Bayangan korban-korban yang pernah dia
selamatkan membanjiri pikirannya. Jerit tangis mereka, darah mereka, rasa takut di mata mereka.
Mereka semua ada karena dia—karena Batman. Tanpa dia, mereka tidak akan
selamat. Tanpa dia, Gotham akan tenggelam dalam kekacauan.

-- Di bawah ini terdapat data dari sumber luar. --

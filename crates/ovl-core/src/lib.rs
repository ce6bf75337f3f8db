#![forbid(unsafe_code)]

//! Core: seeded randomness, candidate filtering, and overlay geometry.
//!
//! Everything in this crate is pure and synchronous. Each caller owns its
//! own [`rng::SeededGenerator`]; nothing is shared between invocations.

pub mod candidates;
pub mod geometry;
pub mod logging;
pub mod rng;
pub mod seed;

pub use candidates::{is_valid_reference, shuffle_in_place, shuffled_candidates, unique_candidates};
pub use geometry::{Point, Span, Zone};
pub use rng::SeededGenerator;
pub use seed::{ClockSeed, FixedSeed, SeedProvider};

// Re-export tracing macros at crate root for ergonomic use.
#[cfg(feature = "tracing")]
pub use logging::{debug, debug_span, info, trace, warn};
#![forbid(unsafe_code)]

//! Deterministic linear-congruential generator.
//!
//! The recurrence is `state = (state * 9301 + 49297) mod 233280` and each
//! draw yields `state / 233280`. The constants are small enough that the
//! whole sequence is reproducible bit-for-bit on any platform, which is what
//! lets a layout computed once be recomputed identically later.
//!
//! # Invariants
//!
//! 1. [`SeededGenerator::next`] is always in `[0, 1)`.
//! 2. [`SeededGenerator::next_int`] is within `[min, max]` inclusive.
//! 3. [`SeededGenerator::next_float`] is within `[min, max)`.
//! 4. Two generators built from the same seed and driven by the same call
//!    sequence yield identical values.

const MULTIPLIER: u64 = 9301;
const INCREMENT: u64 = 49297;
const MODULUS: u64 = 233_280;

/// A seeded pseudo-random source with a single integer of state.
///
/// `Clone` produces an independent copy; generators never share state.
#[derive(Debug, Clone, PartialEq, Eq)]
pub struct SeededGenerator {
    state: u64,
    draws: u64,
}

impl SeededGenerator {
    /// Create a generator from an initial seed.
    #[must_use]
    pub const fn new(seed: u64) -> Self {
        Self {
            state: seed,
            draws: 0,
        }
    }

    /// Advance the recurrence and return a value in `[0, 1)`.
    ///
    /// The state is reduced before multiplying so arbitrarily large seeds
    /// cannot overflow; the result is the same as the unreduced recurrence.
    pub fn next(&mut self) -> f64 {
        self.state = ((self.state % MODULUS) * MULTIPLIER + INCREMENT) % MODULUS;
        self.draws += 1;
        self.state as f64 / MODULUS as f64
    }

    /// Integer in `[min, max]` inclusive: `floor(next() * (max - min + 1)) + min`.
    ///
    /// An inverted range returns `min` after consuming one draw. The span is
    /// computed in `i128`, so the full `i64` range stays in bounds.
    pub fn next_int(&mut self, min: i64, max: i64) -> i64 {
        let roll = self.next();
        if max < min {
            return min;
        }
        let span = (i128::from(max) - i128::from(min) + 1) as f64;
        let offset = (roll * span).floor() as i128;
        (i128::from(min) + offset).clamp(i128::from(min), i128::from(max)) as i64
    }

    /// Float in `[min, max)`: `next() * (max - min) + min`.
    pub fn next_float(&mut self, min: f64, max: f64) -> f64 {
        self.next() * (max - min) + min
    }

    /// Current raw state.
    #[inline]
    #[must_use]
    pub const fn state(&self) -> u64 {
        self.state
    }

    /// Number of values drawn since construction.
    #[inline]
    #[must_use]
    pub const fn draws(&self) -> u64 {
        self.draws
    }
}

#[cfg(test)]
mod tests {
    use super::*;

    #[test]
    fn first_values_from_zero_seed() {
        let mut rng = SeededGenerator::new(0);
        rng.next();
        assert_eq!(rng.state(), 49_297);
        rng.next();
        assert_eq!(rng.state(), 165_494);
        rng.next();
        assert_eq!(rng.state(), 127_551);
    }

    #[test]
    fn known_sequence_for_seed_12345() {
        let mut rng = SeededGenerator::new(12345);
        let expected = [
            0.413_160_150_891_632_4,
            0.013_884_602_194_787_38,
            0.352_006_172_839_506_2,
        ];
        for want in expected {
            let got = rng.next();
            assert!((got - want).abs() < 1e-12, "got {got}, want {want}");
        }
        assert_eq!(rng.draws(), 3);
    }

    #[test]
    fn same_seed_same_sequence() {
        let mut a = SeededGenerator::new(987_654_321);
        let mut b = SeededGenerator::new(987_654_321);
        for _ in 0..1000 {
            assert_eq!(a.next().to_bits(), b.next().to_bits());
        }
    }

    #[test]
    fn clones_do_not_share_state() {
        let mut a = SeededGenerator::new(5);
        let mut b = a.clone();
        a.next();
        a.next();
        b.next();
        assert_ne!(a, b);
        assert_eq!(b.draws(), 1);
    }

    #[test]
    fn huge_seed_does_not_overflow() {
        let mut rng = SeededGenerator::new(u64::MAX);
        let v = rng.next();
        assert!((0.0..1.0).contains(&v));
        let reduced = u64::MAX % MODULUS;
        let mut same = SeededGenerator::new(reduced);
        assert_eq!(v.to_bits(), same.next().to_bits());
    }

    #[test]
    fn target_count_draw_matches_reference() {
        // seed + 7 generators used for the avatar target count.
        assert_eq!(SeededGenerator::new(7).next_int(20, 24), 22);
        assert_eq!(SeededGenerator::new(49).next_int(20, 24), 20);
        assert_eq!(SeededGenerator::new(12_352).next_int(20, 24), 23);
    }

    #[test]
    fn next_int_inclusive_bounds() {
        let mut rng = SeededGenerator::new(1);
        let mut seen_min = false;
        let mut seen_max = false;
        for _ in 0..5000 {
            let v = rng.next_int(50, 70);
            assert!((50..=70).contains(&v));
            seen_min |= v == 50;
            seen_max |= v == 70;
        }
        assert!(seen_min && seen_max);
    }

    #[test]
    fn next_int_inverted_range_returns_min() {
        let mut rng = SeededGenerator::new(3);
        assert_eq!(rng.next_int(10, 2), 10);
        assert_eq!(rng.draws(), 1);
    }

    #[test]
    fn next_int_full_i64_range_stays_in_bounds() {
        let mut rng = SeededGenerator::new(1);
        let (mut negative, mut positive) = (false, false);
        for _ in 0..1000 {
            let v = rng.next_int(i64::MIN, i64::MAX);
            negative |= v < 0;
            positive |= v > 0;
        }
        assert!(negative && positive);
        let mut rng = SeededGenerator::new(1);
        for _ in 0..1000 {
            assert!(rng.next_int(0, i64::MAX) >= 0);
        }
    }

    #[test]
    fn next_int_extreme_bounds_clamp() {
        let mut rng = SeededGenerator::new(9);
        for _ in 0..1000 {
            let v = rng.next_int(i64::MAX - 1, i64::MAX);
            assert!(v == i64::MAX - 1 || v == i64::MAX);
            let v = rng.next_int(i64::MIN, i64::MIN + 2);
            assert!((i64::MIN..=i64::MIN + 2).contains(&v));
            assert_eq!(rng.next_int(i64::MIN, i64::MIN), i64::MIN);
        }
    }

    #[test]
    fn next_float_half_open() {
        let mut rng = SeededGenerator::new(77);
        for _ in 0..5000 {
            let v = rng.next_float(3.0, 30.0);
            assert!((3.0..30.0).contains(&v));
        }
    }
}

Bruce mengangkat revolver itu. Langkahnya
berat, penuh keraguan, tapi dia tahu ini adalah titik takdirnya. Ketika
keluarga kecil itu hampir keluar dari lorong, dia melangkah maju, menghadang
jalan mereka.
“Siapa kau?” tanya Thomas Wayne, suaranya
tenang tapi penuh kewaspadaan.
Bruce tidak menjawab. Matanya penuh dengan air
mata yang tidak terbendung. Tangannya gemetar saat dia mengangkat senjatanya,
mengarahkannya ke Thomas Wayne. Dalam sekejap, dua tembakan meledak di udara.
Dor! Dor!
Thomas dan Martha Wayne terjatuh ke tanah,
tubuh mereka terkulai, darah mengalir di bawah kaki mereka. Anak laki-laki
kecil itu menatap dengan mata terbelalak, menjerit. Suara itu menghantam Bruce
seperti palu, tapi dia tidak berhenti. Dia berlari, meninggalkan tubuh-tubuh
itu, meninggalkan anak kecil yang menangis memeluk jasad orangtuanya.
Bruce berlari tanpa arah, langkahnya seperti
orang kesetanan. Nafasnya berat, pikirannya penuh dengan bayangan apa yang baru
saja dia lakukan. Ketika dia sampai di pantai, dia menatap laut yang luas dan
dingin. Dengan satu teriakan panjang, dia melompat ke dalam ombak yang
bergulung, tubuhnya tenggelam dalam kegelapan.
Pantai yang Sunyi
Pagi itu, beberapa nelayan menemukan sesosok
tubuh di tepi pantai. Tubuh itu lemas, tapi masih bernapas. Mereka membawanya
ke daratan, wajah pria itu pucat, namun matanya terbuka—melotot ke arah langit
dengan seringai yang tak wajar.
Dia tertawa kecil, hampir tak terdengar. Tawa
itu pelan, seperti datang dari kedalaman jiwanya yang telah mati.
“Siapa dia?” tanya salah seorang nelayan dengan
suara gemetar.
Yang lain hanya menggeleng, menatap dengan
ngeri. Mereka tidak tahu, dan mungkin lebih baik tidak tahu.